═════ Recorded data ═════

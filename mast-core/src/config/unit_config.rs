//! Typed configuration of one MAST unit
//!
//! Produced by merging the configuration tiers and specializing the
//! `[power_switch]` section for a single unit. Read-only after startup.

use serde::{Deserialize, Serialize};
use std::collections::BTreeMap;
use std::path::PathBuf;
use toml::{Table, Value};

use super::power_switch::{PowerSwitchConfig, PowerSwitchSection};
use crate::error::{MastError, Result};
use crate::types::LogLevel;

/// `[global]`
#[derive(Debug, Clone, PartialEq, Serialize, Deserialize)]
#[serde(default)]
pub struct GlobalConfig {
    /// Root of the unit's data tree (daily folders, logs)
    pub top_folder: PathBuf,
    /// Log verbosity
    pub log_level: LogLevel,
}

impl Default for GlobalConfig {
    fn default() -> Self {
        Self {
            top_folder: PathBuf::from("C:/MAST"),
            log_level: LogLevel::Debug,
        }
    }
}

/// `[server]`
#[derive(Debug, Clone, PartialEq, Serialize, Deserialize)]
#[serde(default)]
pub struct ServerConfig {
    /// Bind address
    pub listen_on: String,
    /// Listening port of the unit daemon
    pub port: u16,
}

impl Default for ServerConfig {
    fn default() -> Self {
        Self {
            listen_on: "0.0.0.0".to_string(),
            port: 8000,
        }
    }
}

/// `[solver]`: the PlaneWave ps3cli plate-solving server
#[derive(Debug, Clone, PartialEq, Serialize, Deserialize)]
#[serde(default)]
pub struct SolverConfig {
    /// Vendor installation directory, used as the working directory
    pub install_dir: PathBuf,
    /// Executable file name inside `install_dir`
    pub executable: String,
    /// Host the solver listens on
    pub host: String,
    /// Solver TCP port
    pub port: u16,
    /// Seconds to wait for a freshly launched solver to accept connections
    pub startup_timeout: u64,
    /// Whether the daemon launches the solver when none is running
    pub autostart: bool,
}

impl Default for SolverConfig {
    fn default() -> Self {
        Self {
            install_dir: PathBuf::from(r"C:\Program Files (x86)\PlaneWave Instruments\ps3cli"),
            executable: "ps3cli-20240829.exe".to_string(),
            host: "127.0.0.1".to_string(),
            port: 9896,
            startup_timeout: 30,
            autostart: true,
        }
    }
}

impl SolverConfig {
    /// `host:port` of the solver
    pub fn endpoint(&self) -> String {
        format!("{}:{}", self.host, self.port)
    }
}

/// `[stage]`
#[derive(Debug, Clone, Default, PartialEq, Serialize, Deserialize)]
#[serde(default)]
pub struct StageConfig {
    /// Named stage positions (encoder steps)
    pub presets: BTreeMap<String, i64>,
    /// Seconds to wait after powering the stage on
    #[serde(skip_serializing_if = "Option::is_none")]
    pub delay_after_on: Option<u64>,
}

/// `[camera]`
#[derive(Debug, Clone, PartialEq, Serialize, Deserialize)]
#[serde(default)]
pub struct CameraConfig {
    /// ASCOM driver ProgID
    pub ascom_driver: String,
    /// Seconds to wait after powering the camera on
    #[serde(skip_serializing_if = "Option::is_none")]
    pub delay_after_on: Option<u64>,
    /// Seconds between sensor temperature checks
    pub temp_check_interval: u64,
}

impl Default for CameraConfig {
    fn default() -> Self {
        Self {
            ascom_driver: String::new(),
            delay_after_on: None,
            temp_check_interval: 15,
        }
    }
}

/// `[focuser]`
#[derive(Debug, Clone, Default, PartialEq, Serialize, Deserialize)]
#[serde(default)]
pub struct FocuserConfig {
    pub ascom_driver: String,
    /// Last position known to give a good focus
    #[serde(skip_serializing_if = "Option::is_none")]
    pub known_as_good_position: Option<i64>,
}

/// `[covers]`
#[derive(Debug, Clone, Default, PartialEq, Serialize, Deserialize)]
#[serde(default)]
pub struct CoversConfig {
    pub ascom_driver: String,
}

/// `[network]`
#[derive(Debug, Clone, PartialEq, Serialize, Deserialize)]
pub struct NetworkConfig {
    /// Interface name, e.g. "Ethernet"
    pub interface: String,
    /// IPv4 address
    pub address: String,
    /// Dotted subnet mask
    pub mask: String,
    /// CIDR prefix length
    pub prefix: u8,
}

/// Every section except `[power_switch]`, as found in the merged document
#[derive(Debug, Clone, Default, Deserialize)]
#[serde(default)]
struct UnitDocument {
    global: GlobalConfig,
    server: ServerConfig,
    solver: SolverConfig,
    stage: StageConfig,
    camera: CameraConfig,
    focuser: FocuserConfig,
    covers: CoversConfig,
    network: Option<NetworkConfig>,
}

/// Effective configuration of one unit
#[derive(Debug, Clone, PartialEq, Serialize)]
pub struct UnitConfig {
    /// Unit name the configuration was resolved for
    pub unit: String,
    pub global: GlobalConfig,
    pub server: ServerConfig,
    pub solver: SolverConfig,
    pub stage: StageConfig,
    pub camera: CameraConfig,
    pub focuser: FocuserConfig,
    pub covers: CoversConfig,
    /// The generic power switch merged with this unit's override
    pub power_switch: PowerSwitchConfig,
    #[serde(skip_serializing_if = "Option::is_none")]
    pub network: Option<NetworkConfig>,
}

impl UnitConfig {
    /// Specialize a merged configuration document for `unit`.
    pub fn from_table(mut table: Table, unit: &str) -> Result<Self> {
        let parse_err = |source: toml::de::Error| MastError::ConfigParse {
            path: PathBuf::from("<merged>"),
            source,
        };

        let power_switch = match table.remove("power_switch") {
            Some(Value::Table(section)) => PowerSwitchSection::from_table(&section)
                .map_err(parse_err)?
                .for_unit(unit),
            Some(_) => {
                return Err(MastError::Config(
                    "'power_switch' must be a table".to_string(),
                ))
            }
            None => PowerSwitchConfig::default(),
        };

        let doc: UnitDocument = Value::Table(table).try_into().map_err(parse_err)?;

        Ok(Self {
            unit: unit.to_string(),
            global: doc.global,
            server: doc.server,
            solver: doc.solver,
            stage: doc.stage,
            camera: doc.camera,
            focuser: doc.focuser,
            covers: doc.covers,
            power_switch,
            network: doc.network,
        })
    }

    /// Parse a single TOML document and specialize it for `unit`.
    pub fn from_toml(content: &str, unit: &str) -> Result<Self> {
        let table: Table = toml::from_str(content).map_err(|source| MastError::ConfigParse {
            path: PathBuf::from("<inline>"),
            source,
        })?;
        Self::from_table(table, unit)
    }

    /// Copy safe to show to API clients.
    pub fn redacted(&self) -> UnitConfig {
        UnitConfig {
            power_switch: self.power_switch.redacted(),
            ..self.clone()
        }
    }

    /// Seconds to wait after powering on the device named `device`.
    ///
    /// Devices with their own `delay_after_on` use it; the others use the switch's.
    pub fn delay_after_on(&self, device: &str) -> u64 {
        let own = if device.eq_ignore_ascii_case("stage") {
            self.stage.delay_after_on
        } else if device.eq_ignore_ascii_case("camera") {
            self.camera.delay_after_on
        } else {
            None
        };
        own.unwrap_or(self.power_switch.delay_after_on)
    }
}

═════
═════ Recorded data ═════

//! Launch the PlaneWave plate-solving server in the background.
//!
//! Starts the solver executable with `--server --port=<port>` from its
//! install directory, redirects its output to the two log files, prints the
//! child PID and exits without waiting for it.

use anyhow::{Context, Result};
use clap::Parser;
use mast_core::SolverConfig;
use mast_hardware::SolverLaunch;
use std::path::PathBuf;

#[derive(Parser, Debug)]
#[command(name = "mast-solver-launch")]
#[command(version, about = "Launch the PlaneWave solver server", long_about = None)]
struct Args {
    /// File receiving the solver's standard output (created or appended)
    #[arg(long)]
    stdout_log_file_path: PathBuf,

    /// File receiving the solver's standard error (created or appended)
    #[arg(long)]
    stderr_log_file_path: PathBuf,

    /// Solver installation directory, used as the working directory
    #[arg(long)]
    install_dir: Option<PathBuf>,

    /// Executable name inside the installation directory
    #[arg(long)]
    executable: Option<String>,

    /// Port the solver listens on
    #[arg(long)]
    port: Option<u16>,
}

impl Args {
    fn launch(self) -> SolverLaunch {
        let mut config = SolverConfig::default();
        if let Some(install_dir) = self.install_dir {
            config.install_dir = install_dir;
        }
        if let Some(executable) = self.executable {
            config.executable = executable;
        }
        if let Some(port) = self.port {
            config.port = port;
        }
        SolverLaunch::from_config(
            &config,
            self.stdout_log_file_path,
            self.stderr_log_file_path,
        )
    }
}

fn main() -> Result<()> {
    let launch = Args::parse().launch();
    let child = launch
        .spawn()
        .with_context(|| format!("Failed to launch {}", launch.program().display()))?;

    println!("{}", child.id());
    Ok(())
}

═════
═════ Recorded data ═════

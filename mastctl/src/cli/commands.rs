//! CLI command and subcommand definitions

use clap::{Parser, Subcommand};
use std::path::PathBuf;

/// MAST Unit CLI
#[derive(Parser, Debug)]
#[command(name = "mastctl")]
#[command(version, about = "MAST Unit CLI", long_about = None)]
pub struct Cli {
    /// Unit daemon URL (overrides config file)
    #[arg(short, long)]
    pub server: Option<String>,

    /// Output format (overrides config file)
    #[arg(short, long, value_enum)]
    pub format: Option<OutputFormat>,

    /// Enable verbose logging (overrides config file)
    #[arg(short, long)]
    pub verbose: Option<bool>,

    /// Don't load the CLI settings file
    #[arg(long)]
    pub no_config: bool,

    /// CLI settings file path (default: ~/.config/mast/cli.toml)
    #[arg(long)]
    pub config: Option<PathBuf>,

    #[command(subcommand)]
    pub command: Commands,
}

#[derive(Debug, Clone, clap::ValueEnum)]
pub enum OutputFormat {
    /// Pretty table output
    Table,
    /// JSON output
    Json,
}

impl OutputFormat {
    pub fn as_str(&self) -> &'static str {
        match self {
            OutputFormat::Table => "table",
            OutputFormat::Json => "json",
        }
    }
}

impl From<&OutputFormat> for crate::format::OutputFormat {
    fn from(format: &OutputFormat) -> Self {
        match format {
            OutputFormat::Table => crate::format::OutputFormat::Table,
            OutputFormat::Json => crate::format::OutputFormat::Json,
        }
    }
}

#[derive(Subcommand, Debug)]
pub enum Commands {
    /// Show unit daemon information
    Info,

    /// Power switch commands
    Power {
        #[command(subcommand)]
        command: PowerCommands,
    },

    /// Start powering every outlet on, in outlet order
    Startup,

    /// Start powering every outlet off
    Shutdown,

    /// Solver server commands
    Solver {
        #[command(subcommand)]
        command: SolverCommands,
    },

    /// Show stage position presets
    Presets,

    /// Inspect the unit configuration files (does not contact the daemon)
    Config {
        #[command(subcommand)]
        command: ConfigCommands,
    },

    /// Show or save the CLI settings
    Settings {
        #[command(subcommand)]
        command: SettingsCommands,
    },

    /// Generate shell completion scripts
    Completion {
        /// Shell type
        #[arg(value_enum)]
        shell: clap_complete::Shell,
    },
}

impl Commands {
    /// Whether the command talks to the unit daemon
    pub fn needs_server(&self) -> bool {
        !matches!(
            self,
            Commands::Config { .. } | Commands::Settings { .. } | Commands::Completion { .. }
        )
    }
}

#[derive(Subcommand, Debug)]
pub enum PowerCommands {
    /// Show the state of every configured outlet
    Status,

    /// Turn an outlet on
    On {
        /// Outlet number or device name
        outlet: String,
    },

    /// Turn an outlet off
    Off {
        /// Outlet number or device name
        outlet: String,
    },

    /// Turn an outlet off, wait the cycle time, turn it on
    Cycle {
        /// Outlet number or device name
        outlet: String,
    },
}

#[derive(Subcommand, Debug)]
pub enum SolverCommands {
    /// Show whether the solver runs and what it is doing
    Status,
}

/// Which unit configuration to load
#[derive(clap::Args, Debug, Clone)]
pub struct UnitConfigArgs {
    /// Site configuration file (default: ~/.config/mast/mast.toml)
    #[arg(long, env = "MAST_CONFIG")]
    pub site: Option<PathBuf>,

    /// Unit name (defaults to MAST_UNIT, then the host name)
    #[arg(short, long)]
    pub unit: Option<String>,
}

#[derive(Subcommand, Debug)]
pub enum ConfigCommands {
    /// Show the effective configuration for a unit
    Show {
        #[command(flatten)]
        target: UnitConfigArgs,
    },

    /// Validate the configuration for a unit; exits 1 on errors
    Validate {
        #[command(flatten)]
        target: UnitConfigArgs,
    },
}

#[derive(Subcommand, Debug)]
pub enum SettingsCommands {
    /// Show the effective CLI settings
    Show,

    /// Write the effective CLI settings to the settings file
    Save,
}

═════

What the exercise asks
Copy down each line in the entries that has the word "ConfigCommands".

Solution to this exercise
        command: ConfigCommands,
pub enum ConfigCommands {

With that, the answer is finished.